Please refer to our paper for more details:

Dynamic Benchmarking of Masked Language Models on Temporal Concept Drift with Multiple Views Paper Katerina Margatina, Shuai Wang, Yogarshi Vyas, Neha Anna John, Yassine Benajiba, Miguel Ballesteros. EACL 2023

This repository contains:

the Dynamic-TempLAMA test set, an extension of the TempLAMA dataset that contains facts over time collected by Wikidata;
code to dynamically create new test sets and update the current dataset with new relations, more templates and in any time granularity (month/quarter/year);
code to evaluate TimeLMs, a series of RoBERTa-base Twitter models that are continuously trained on social media data each quarter (from 2019-Q4 until 2022-Q2).

Getting Started

After cloning this repository, you need to create a conda environment. Our implementation is based on Python 3.6+ and PyTorch. You can create a conda environment by running the following:

conda create -n robot -y python=3.7 && conda activate robot
conda install pytorch torchvision torchaudio cudatoolkit=10.2 -c pytorch
pip install -r requirements.txt

Download Data

Dynamic-TempLAMA

The Dynamic-TempLAMA test sets are in the directory /data/dynamic-templama. You may find two variants of the dataset:

dataset_from_2019-1-1_to_2022-6-31_per_quarter: In this folder, there is the file test.jsonl that contains all facts from 1/1/2019 until 31/6/2022 with the relations and the templates as defined in my_templates.csv.
dataset_from_2019-1-1_to_2022-6-31_per_quarter_improved In this folder, there is also a test.jsonl file that contains the same facts but with different templates as defined in my_improved_templates.csv.

Dynamically Update & Extend

In the dynamic_data_collection folder, we provide the code that allows to dynamically create new test sets for our dataset, or to create customs test sets.

We base our implementation to the TempLAMA repository, but we extend it in order to be able to download dynamically (i) any fact from Wikidata, (ii) select any time granularity among month, quarter and year, (iii) from any time period and (iv) multiple templates. The initial script from the TempLAMA repository is prepare_data.sh and templama.py. But we split it in three scrips: sling2facts.py, get_facts.py, and create_templates.py.

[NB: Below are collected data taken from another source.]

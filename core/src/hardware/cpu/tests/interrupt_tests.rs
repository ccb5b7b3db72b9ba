use pretty_assertions::assert_eq;

use crate::hardware::cpu::tests::{board_with_program, enable_interrupts, PROGRAM_START};
use crate::hardware::cpu::{Ime, InterruptState};
use crate::io::interrupts::InterruptFlags;

#[test]
fn vblank_dispatch_jumps_to_its_vector() {
    let mut board = board_with_program(&[0x00, 0x00, 0x00, 0x00]);
    enable_interrupts(&mut board);
    board.cpu.registers.sp = 0xDFF0;
    board.mmu.interrupts.write_enable(0x01);
    board.mmu.interrupts.request(InterruptFlags::VBLANK);

    // Acceptance plus the five ISR M-cycles.
    board.m_cycles(5);

    assert_eq!(board.cpu.registers.pc, 0x0041); // fetch at the vector done
    // Servicing cleared exactly the VBlank bit.
    assert!(!board
        .mmu
        .interrupts
        .interrupt_flag
        .contains(InterruptFlags::VBLANK));
    assert_eq!(board.cpu.ime, Ime::Disabled);
    // The not-yet-executed instruction's address went onto the stack.
    assert_eq!(board.read_short(0xDFEE), PROGRAM_START);
}

#[test]
fn dispatch_takes_five_m_cycles() {
    let mut board = board_with_program(&[0x00, 0x00, 0x00]);
    enable_interrupts(&mut board);
    board.cpu.registers.sp = 0xDFF0;
    board.mmu.interrupts.write_enable(0x01);
    board.mmu.interrupts.request(InterruptFlags::VBLANK);

    // Run until the ISR sequence begins.
    let mut guard = 0;
    while board.cpu.interrupt.state != InterruptState::Serving {
        board.m_cycle();
        guard += 1;
        assert!(guard < 8, "interrupt was never accepted");
    }
    // From acceptance, five M-cycles land the fetch at the vector.
    board.m_cycles(5);
    assert_eq!(board.cpu.registers.pc, 0x0041);
}

#[test]
fn lowest_set_bit_wins() {
    let mut board = board_with_program(&[0x00, 0x00, 0x00]);
    enable_interrupts(&mut board);
    board.cpu.registers.sp = 0xDFF0;
    board.mmu.interrupts.write_enable(0x1F);
    board.mmu.interrupts.request(InterruptFlags::TIMER);
    board.mmu.interrupts.request(InterruptFlags::STAT);

    board.m_cycles(6);

    // STAT (bit 1) outranks Timer (bit 2).
    assert_eq!(board.cpu.registers.pc, 0x0049);
    assert!(!board.mmu.interrupts.interrupt_flag.contains(InterruptFlags::STAT));
    assert!(board.mmu.interrupts.interrupt_flag.contains(InterruptFlags::TIMER));
}

#[test]
fn ei_is_delayed_by_one_instruction() {
    // EI ; INC B ; INC B ...
    let mut board = board_with_program(&[0xFB, 0x04, 0x04, 0x04]);
    board.cpu.registers.sp = 0xDFF0;
    board.mmu.interrupts.write_enable(0x01);
    board.mmu.interrupts.request(InterruptFlags::VBLANK);

    // EI itself must not allow the dispatch.
    board.m_cycle();
    assert_eq!(board.cpu.ime, Ime::Requested);

    // One INC, then the five ISR M-cycles.
    board.m_cycles(6);
    assert_eq!(board.cpu.registers.bc >> 8, 1);
    assert_eq!(board.cpu.registers.pc, 0x0041);
}

#[test]
fn di_cancels_a_requested_enable() {
    // EI ; DI ; then nothing may ever dispatch.
    let mut board = board_with_program(&[0xFB, 0xF3, 0x00, 0x00, 0x00, 0x00]);
    board.cpu.registers.sp = 0xDFF0;
    board.mmu.interrupts.write_enable(0x01);
    board.mmu.interrupts.request(InterruptFlags::VBLANK);

    board.m_cycles(12);

    assert_eq!(board.cpu.ime, Ime::Disabled);
    assert!(board.mmu.interrupts.interrupt_flag.contains(InterruptFlags::VBLANK));
    assert!(board.cpu.registers.pc < 0x0040 || board.cpu.registers.pc >= PROGRAM_START);
}

#[test]
fn halt_wakes_without_service_when_ime_is_off() {
    // HALT ; INC B
    let mut board = board_with_program(&[0x76, 0x04, 0x00]);
    board.mmu.interrupts.write_enable(0x01);

    board.m_cycles(4);
    assert!(board.cpu.halted);

    board.mmu.interrupts.request(InterruptFlags::VBLANK);
    board.m_cycles(6);

    assert!(!board.cpu.halted);
    // IF was left alone: nothing was serviced.
    assert!(board.mmu.interrupts.interrupt_flag.contains(InterruptFlags::VBLANK));
    // Execution continued past the HALT.
    assert_eq!(board.cpu.registers.bc >> 8, 1);
}

#[test]
fn halt_bug_runs_the_next_opcode_twice() {
    // HALT with IME off and a pending interrupt, then INC B.
    let mut board = board_with_program(&[0x76, 0x04, 0x00, 0x00]);
    board.mmu.interrupts.write_enable(0x01);
    board.mmu.interrupts.request(InterruptFlags::VBLANK);

    board.m_cycles(6);

    assert!(!board.cpu.halted);
    assert_eq!(board.cpu.registers.bc >> 8, 2);
}

#[test]
fn ie_overwrite_during_push_cancels_to_address_zero() {
    // SP at 0x0000: the high push lands on IE (0xFFFF) and wipes it.
    let mut board = board_with_program(&[0x00, 0x00, 0x00]);
    enable_interrupts(&mut board);
    board.cpu.registers.sp = 0x0000;
    board.mmu.interrupts.write_enable(0x01);
    board.mmu.interrupts.request(InterruptFlags::VBLANK);

    board.m_cycles(5);

    // PC.hi is 0xC0 here, which cleared IE.0; with nothing pending
    // left the dispatch falls through to 0x0000.
    assert_eq!(board.cpu.registers.pc, 0x0001);
    // The request itself is still latched in IF.
    assert!(board.mmu.interrupts.interrupt_flag.contains(InterruptFlags::VBLANK));
}
use log::error;
use serde::Deserialize;

use crate::state::filter::ALL;

const BUNDLED: &str = include_str!("../assets/catalog.json");

#[derive(Clone, Debug, Deserialize, PartialEq)]
pub struct Course {
    pub title: String,
    /// Comma-separated tags, e.g. `"Web Development, Design"`.
    pub category: String,
    pub description: String,
    pub instructor: String,
    pub duration: String,
    pub level: String,
    pub price: String,
    pub rating: f32,
}

#[derive(Clone, Debug, Deserialize, PartialEq)]
pub struct Feature {
    pub icon: String,
    pub title: String,
    pub description: String,
}

#[derive(Clone, Debug, Deserialize, PartialEq)]
pub struct Stat {
    pub value: String,
    pub label: String,
}

#[derive(Clone, Debug, Default, Deserialize, PartialEq)]
pub struct Catalog {
    pub courses: Vec<Course>,
    #[serde(default)]
    pub features: Vec<Feature>,
    #[serde(default)]
    pub stats: Vec<Stat>,
}

impl Catalog {
    pub fn parse(json: &str) -> Result<Self, serde_json::Error> {
        serde_json::from_str(json)
    }

    /// The catalog compiled into the binary; empty if it fails to parse.
    pub fn bundled() -> Self {
        match Self::parse(BUNDLED) {
            Ok(catalog) => catalog,
            Err(err) => {
                error!("Failed to parse course catalog: {}", err);
                Self::default()
            }
        }
    }

    /// Filter buttons: "All" followed by every course tag in first-seen order.
    pub fn categories(&self) -> Vec<String> {
        let mut categories = vec![ALL.to_string()];
        let tags = self
            .courses
            .iter()
            .flat_map(|course| course.category.split(','))
            .map(str::trim)
            .filter(|tag| !tag.is_empty());
        for tag in tags {
            if !categories.iter().any(|known| known == tag) {
                categories.push(tag.to_string());
            }
        }
        categories
    }

    pub fn course_categories(&self) -> Vec<String> {
        self.courses.iter().map(|course| course.category.clone()).collect()
    }
}

#[cfg(test)]
mod tests {
    use super::*;

    const SMALL: &str = r#"{
        "courses": [
            {"title": "A", "category": "Web Development, Design", "description": "",
             "instructor": "", "duration": "", "level": "", "price": "", "rating": 4.5},
            {"title": "B", "category": "Design", "description": "",
             "instructor": "", "duration": "", "level": "", "price": "", "rating": 4.0},
            {"title": "C", "category": "Marketing", "description": "",
             "instructor": "", "duration": "", "level": "", "price": "", "rating": 3.5}
        ]
    }"#;

    #[test]
    fn bundled_catalog_parses() {
        let catalog = Catalog::parse(BUNDLED).unwrap();
        assert!(!catalog.courses.is_empty());
        assert!(!catalog.features.is_empty());
        assert!(!catalog.stats.is_empty());
    }

    #[test]
    fn categories_split_tags_and_dedupe() {
        let catalog = Catalog::parse(SMALL).unwrap();
        assert_eq!(
            catalog.categories(),
            ["All", "Web Development", "Design", "Marketing"]
        );
        assert!(catalog.features.is_empty());
    }

    #[test]
    fn malformed_catalog_is_an_error() {
        assert!(Catalog::parse("{\"courses\": 3}").is_err());
    }
}
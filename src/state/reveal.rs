use crate::config::{HIDDEN_OFFSET_Y, REVEAL_TRANSITION};

/// Element groups that fade in on scroll, each with its own stagger.
#[derive(Clone, Copy, Debug, PartialEq, Eq)]
pub enum RevealGroup {
    CourseCards,
    FeatureCards,
    StatItems,
}

impl RevealGroup {
    pub fn stagger_ms(self) -> u32 {
        match self {
            Self::CourseCards | Self::StatItems => 100,
            Self::FeatureCards => 150,
        }
    }

    /// Delay before the element at `index` is handed to the observer.
    pub fn delay_for(self, index: usize) -> u32 {
        self.stagger_ms()
            .saturating_mul(u32::try_from(index).unwrap_or(u32::MAX))
    }
}

#[derive(Clone, Copy, Debug, Default, PartialEq, Eq)]
pub enum RevealState {
    #[default]
    Hidden,
    Visible,
}

impl RevealState {
    /// Feeds one observer notification. Returns true only on the
    /// `Hidden -> Visible` transition; leaving the viewport never hides.
    pub fn observe(&mut self, intersecting: bool) -> bool {
        if intersecting && *self == Self::Hidden {
            *self = Self::Visible;
            return true;
        }
        false
    }

    pub fn style(self) -> String {
        let (opacity, offset) = match self {
            Self::Hidden => (0.0, HIDDEN_OFFSET_Y),
            Self::Visible => (1.0, 0.0),
        };
        format!("opacity: {opacity}; transform: translateY({offset}px); transition: {REVEAL_TRANSITION};")
    }
}

#[cfg(test)]
mod tests {
    use super::*;

    #[test]
    fn stagger_is_proportional_to_index() {
        assert_eq!(RevealGroup::CourseCards.delay_for(0), 0);
        assert_eq!(RevealGroup::CourseCards.delay_for(3), 300);
        assert_eq!(RevealGroup::FeatureCards.delay_for(2), 300);
        assert_eq!(RevealGroup::StatItems.delay_for(4), 400);
    }

    #[test]
    fn reveal_fires_once_and_never_reverts() {
        let mut state = RevealState::default();
        assert!(!state.observe(false));
        assert!(state.observe(true));
        assert!(!state.observe(false));
        assert!(!state.observe(true));
        assert_eq!(state, RevealState::Visible);
        assert!(state.style().starts_with("opacity: 1; transform: translateY(0px);"));
    }

    #[test]
    fn hidden_elements_sit_below_their_slot() {
        assert!(RevealState::Hidden
            .style()
            .starts_with("opacity: 0; transform: translateY(20px);"));
    }
}
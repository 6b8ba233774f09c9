use crate::config::HEADER_OFFSET;

const BARS_OPEN: [&str; 3] = [
    "transform: rotate(45deg) translate(5px, 5px);",
    "opacity: 0;",
    "transform: rotate(-45deg) translate(7px, -6px);",
];

const BARS_CLOSED: [&str; 3] = [
    "transform: rotate(0);",
    "opacity: 1;",
    "transform: rotate(0);",
];

/// Mobile menu and active nav link.
#[derive(Clone, Debug, Default, PartialEq)]
pub struct NavigationState {
    active_link: Option<String>,
    menu_open: bool,
}

impl NavigationState {
    pub fn menu_open(&self) -> bool {
        self.menu_open
    }

    /// The toggle shows the "X" glyph exactly while the menu is open.
    pub fn toggle_animated(&self) -> bool {
        self.menu_open
    }

    pub fn active_link(&self) -> Option<&str> {
        self.active_link.as_deref()
    }

    pub fn is_active(&self, href: &str) -> bool {
        self.active_link.as_deref() == Some(href)
    }

    pub fn toggle_menu(&mut self) {
        self.menu_open = !self.menu_open;
    }

    pub fn close_menu(&mut self) {
        self.menu_open = false;
    }

    /// Marks `href` as the only active link and closes the mobile menu.
    pub fn activate(&mut self, href: &str) {
        self.active_link = Some(href.to_string());
        self.close_menu();
    }

    pub fn bar_styles(&self) -> [&'static str; 3] {
        toggle_bar_styles(self.toggle_animated())
    }
}

pub fn toggle_bar_styles(open: bool) -> [&'static str; 3] {
    if open {
        BARS_OPEN
    } else {
        BARS_CLOSED
    }
}

/// Anchor id referenced by an in-page href (`"#courses"` -> `"courses"`).
pub fn section_id(href: &str) -> Option<&str> {
    href.strip_prefix('#').filter(|id| !id.is_empty())
}

/// Viewport scroll position that puts a section's top just below the fixed header.
pub fn scroll_target(section_top: f64) -> f64 {
    section_top - HEADER_OFFSET
}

The steps to re-create our test set or to create a custom one, are the following: 0. templates.csv: Use the existing file or update it accordingly in order to include all the facts/relations/templates that you want to download from Wikidata.

sling2facts.py: Run this script to download the sling Wikidata KB.
get_facts.py: This script downloads all facts from sling KB and stores in the out_dir directory torch files with formatted facts required from the next script. It requires ~20' in total (~15' for the qids are required and ~5' for all_facts). Example usage:

python get_facts.py --out_dir extracted_facts_from_2010 --min_year 2010)

create_templates.py: This script finally creates the temporally aligned test sets. It requites ~5' to create all test sets. Example usage:

python create_templates.py --min_year 2019 --min_month 1 --min_day 1 --max_year 2022 --max_month 6 --max_day 31 --granularity quarter --templates templates.csv

Models

We test the TimeLMs on our dynamically created test sets. We download the model checkpoints from HuggingFace (all models can be found here). Our code currently support the following models:

TimeLMs (RoBERTa models trained in the Twitter domain)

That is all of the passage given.